Personal information
- Born: 22 January 2004 (age 22) Groningen, Netherlands
- Height: 1.95 m (6 ft 5 in)

Sport
- Country: Netherlands
- Sport: Speed skating
- Events: 500 m, 1000 m, 1500 m
- Club: Team Reggeborgh

Medal record
Men's speed skating
Representing the Netherlands
Olympic Games
| Silver medal – second place | 2026 Milano Cortina | 500 m |
| Silver medal – second place | 2026 Milano Cortina | 1000 m |
World Single Distances Championships
| Gold medal – first place | 2025 Hamar | 500 m |
| Silver medal – second place | 2024 Calgary | Team sprint |
| Silver medal – second place | 2025 Hamar | Team sprint |
| Silver medal – second place | 2025 Hamar | 1000 m |
World Sprint Championships
| Gold medal – first place | 2026 Heerenveen | Sprint |
| Silver medal – second place | 2024 Inzell | Sprint |
European Championships
| Gold medal – first place | 2024 Heerenveen | 500 m |
| Gold medal – first place | 2025 Heerenveen | Sprint |
| Silver medal – second place | 2024 Heerenveen | 1000 m |
| Bronze medal – third place | 2024 Heerenveen | Team sprint |

= Jenning de Boo =

Dutch speed skater (born 2004)

Jenning de Boo (born 22 January 2004) is a Dutch speed skater who specializes in the sprint distances. A member of Team Reggeborgh, De Boo won a gold medal in the 500 m at the 2025 World Single Distances Speed Skating Championships, and is a two-time Olympic silver medalist.

==Career==
===2019–2023: Early short track days and first steps into long track===
De Boo started his career as a short track speed skater. He competed in the 500 m and 1000 m short track events at the 2020 Winter Youth Olympics in Lausanne, Switzerland. He won gold medal in the 500 m at the 2022 World Junior Short Track Speed Skating Championships. On the long track, he won a silver medal in the team sprint at the 2023 World Junior Speed Skating Championships in February 2023.

===2023–24 season: Long track World Cup debut and continental success===
De Boo confirmed his switch to long track speed skating following the 2022–23 season. The following season, in November 2023, De Boo made his ISU Speed Skating World Cup debut at the Meiji Hokkaido-Tokachi Oval in Obihiro, Japan where he finished tenth in the 1000 m race.

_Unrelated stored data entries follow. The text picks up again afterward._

//! Excel (.xlsx) text extraction.
//!
//! Sheets are emitted in workbook order. Each non-empty row becomes one line
//! of tab-separated cell values; columns skipped in a sparse row keep their
//! position as empty cells. Formulas are not emitted, only their cached
//! values.

use super::package::OpcPackage;
use super::rels::{relationship_id, reltype};
use crate::common::Result;
use crate::common::text_builder::TextBuilder;
use crate::common::xml::{SubtreeFilter, XmlNode, attribute, walk_xml};
use crate::extract::{DecodeContext, Decoder};
use tracing::debug;

const DEFAULT_WORKBOOK: &str = "xl/workbook.xml";
const DEFAULT_SHARED_STRINGS: &str = "xl/sharedStrings.xml";

/// Column count of the widest sheet Excel can produce.
const MAX_COLUMNS: usize = 16_384;

/// Decoder for SpreadsheetML workbooks.
#[derive(Debug, Default, Clone, Copy)]
pub struct XlsxDecoder;

impl Decoder for XlsxDecoder {
    fn decode(&self, input: &[u8], ctx: &DecodeContext<'_>) -> Result<String> {
        let mut package = OpcPackage::open(input, ctx)?;
        let workbook = package.main_part(DEFAULT_WORKBOOK, ctx)?;
        let rels = package.relationships(&workbook, ctx)?;
        let workbook_xml = package.read_part(&workbook, ctx)?;

        let shared_strings_part = rels
            .first_of(reltype::SHARED_STRINGS)
            .map_or(DEFAULT_SHARED_STRINGS, |rel| rel.target.as_str());
        let shared = match package.read_optional_part(shared_strings_part, ctx)? {
            Some(xml) => parse_shared_strings(&xml, ctx)?,
            None => Vec::new(),
        };

        let mut sheets: Vec<String> = parse_sheet_ids(&workbook_xml, ctx)?
            .iter()
            .filter_map(|r_id| match rels.get(r_id) {
                Some(rel) => Some(rel.target.clone()),
                None => {
                    debug!(%r_id, "sheet without relationship");
                    None
                },
            })
            .collect();
        if sheets.is_empty() {
            sheets = rels
                .all_of(reltype::WORKSHEET)
                .map(|rel| rel.target.clone())
                .collect();
        }

        let mut out = TextBuilder::default();
        for sheet in &sheets {
            let Some(xml) = package.read_optional_part(sheet, ctx)? else {
                debug!(part = %sheet, "sheet part missing");
                continue;
            };
            out.section_break();
            render_sheet(&xml, &shared, ctx, &mut out)?;
        }

        Ok(out.finish())
    }
}

/// Relationship IDs of the sheets listed in the workbook, in tab order.
fn parse_sheet_ids(xml: &[u8], ctx: &DecodeContext<'_>) -> Result<Vec<String>> {
    let mut ids = Vec::new();
    walk_xml(xml, ctx, |node| {
        if let XmlNode::Open(e) | XmlNode::Empty(e) = node
            && e.local_name().as_ref() == b"sheet"
            && let Some(id) = relationship_id(e)
        {
            ids.push(id);
        }
        Ok(())
    })?;
    Ok(ids)
}

/// Parse the shared strings table. Phonetic runs are not part of the text.
fn parse_shared_strings(xml: &[u8], ctx: &DecodeContext<'_>) -> Result<Vec<String>> {
    let mut strings = Vec::new();
    let mut current = String::new();
    let mut in_text = false;
    let mut filter = SubtreeFilter::default();

    walk_xml(xml, ctx, |node| {
        if filter.skips(&node, |name| name == b"rPh") {
            return Ok(());
        }
        match node {
            XmlNode::Open(e) => match e.local_name().as_ref() {
                b"si" => current.clear(),
                b"t" => in_text = true,
                _ => {},
            },
            XmlNode::Empty(e) if e.local_name().as_ref() == b"si" => strings.push(String::new()),
            XmlNode::Close(b"t") => in_text = false,
            XmlNode::Close(b"si") => strings.push(std::mem::take(&mut current)),
            XmlNode::Text(text) if in_text => current.push_str(text),
            _ => {},
        }
        Ok(())
    })?;

    Ok(strings)
}

/// Zero-based column of a cell reference such as `AB12`.
fn column_index(reference: &str) -> Option<usize> {
    let letters = reference
        .bytes()
        .take_while(|b| b.is_ascii_alphabetic())
        .try_fold(0usize, |acc, b| {
            let digit = (b.to_ascii_uppercase() - b'A') as usize + 1;
            acc.checked_mul(26)?.checked_add(digit)
        })?;
    letters.checked_sub(1).filter(|&col| col < MAX_COLUMNS)
}

/// Where the cell currently being read stands.
#[derive(Debug, Default)]
struct CellState {
    kind: Option<String>,
    column: Option<usize>,
    value: String,
    in_value: bool,
}

fn render_sheet(
    xml: &[u8],
    shared: &[String],
    ctx: &DecodeContext<'_>,
    out: &mut TextBuilder,
) -> Result<()> {
    let mut filter = SubtreeFilter::default();
    let mut cell = CellState::default();
    let mut next_column = 0usize;
    let mut row_has_content = false;

    walk_xml(xml, ctx, |node| {
        if filter.skips(&node, |name| matches!(name, b"f" | b"rPh" | b"extLst")) {
            return Ok(());
        }
        match node {
            XmlNode::Open(e) => match e.local_name().as_ref() {
                b"row" => {
                    next_column = 0;
                    row_has_content = false;
                },
                b"c" => {
                    cell = CellState {
                        kind: attribute(e, b"t"),
                        column: attribute(e, b"r").as_deref().and_then(column_index),
                        ..CellState::default()
                    };
                },
                // Cached values and inline string runs
                b"v" | b"t" => cell.in_value = true,
                _ => {},
            },
            XmlNode::Text(text) if cell.in_value => cell.value.push_str(text),
            XmlNode::Close(b"v" | b"t") => cell.in_value = false,
            XmlNode::Close(b"c") => {
                let text = cell_text(&cell, shared);
                if !text.is_empty() {
                    let column = cell.column.unwrap_or(next_column).max(next_column);
                    for _ in next_column..column {
                        out.end_cell();
                    }
                    out.push_str(&text);
                    out.end_cell();
                    next_column = column + 1;
                    row_has_content = true;
                }
            },
            XmlNode::Close(b"row") if row_has_content => out.end_row(),
            _ => {},
        }
        Ok(())
    })
}

/// Display text of a finished cell, on a single line.
///
/// String cells keep their spacing; numbers and other cached values are
/// trimmed.
fn cell_text(cell: &CellState, shared: &[String]) -> String {
    let raw = match cell.kind.as_deref() {
        Some("s") => cell
            .value
            .trim()
            .parse::<usize>()
            .ok()
            .and_then(|index| shared.get(index))
            .map_or("", String::as_str),
        Some("inlineStr" | "str") => cell.value.as_str(),
        Some("b") => match cell.value.trim() {
            "1" => "TRUE",
            _ => "FALSE",
        },
        _ => cell.value.trim(),
    };
    raw.replace(['\r', '\n', '\t'], " ")
}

At the second World Cup race, held at the National Speed Skating Oval in Beijing, he finished in seventh place in the 1000 m race.

At the 2024 European Speed Skating Championships, held at Thialf in Heerenveen, Netherlands, De Boo won a bronze medal in the team sprint, a silver medal in the 1000 m and a gold medal in the 500 m.

===2024–25 season: World Single Distances champion===
In March 2025, De Boo won a gold medal in the 500 m at the 2025 World Single Distances Speed Skating Championships in Hamar, Norway, clocking a track record time of 34.24 to beat rival Jordan Stolz and become world champion for the first time. A month later, he extended his contract with Team Reggeborgh until the 2027–28 season.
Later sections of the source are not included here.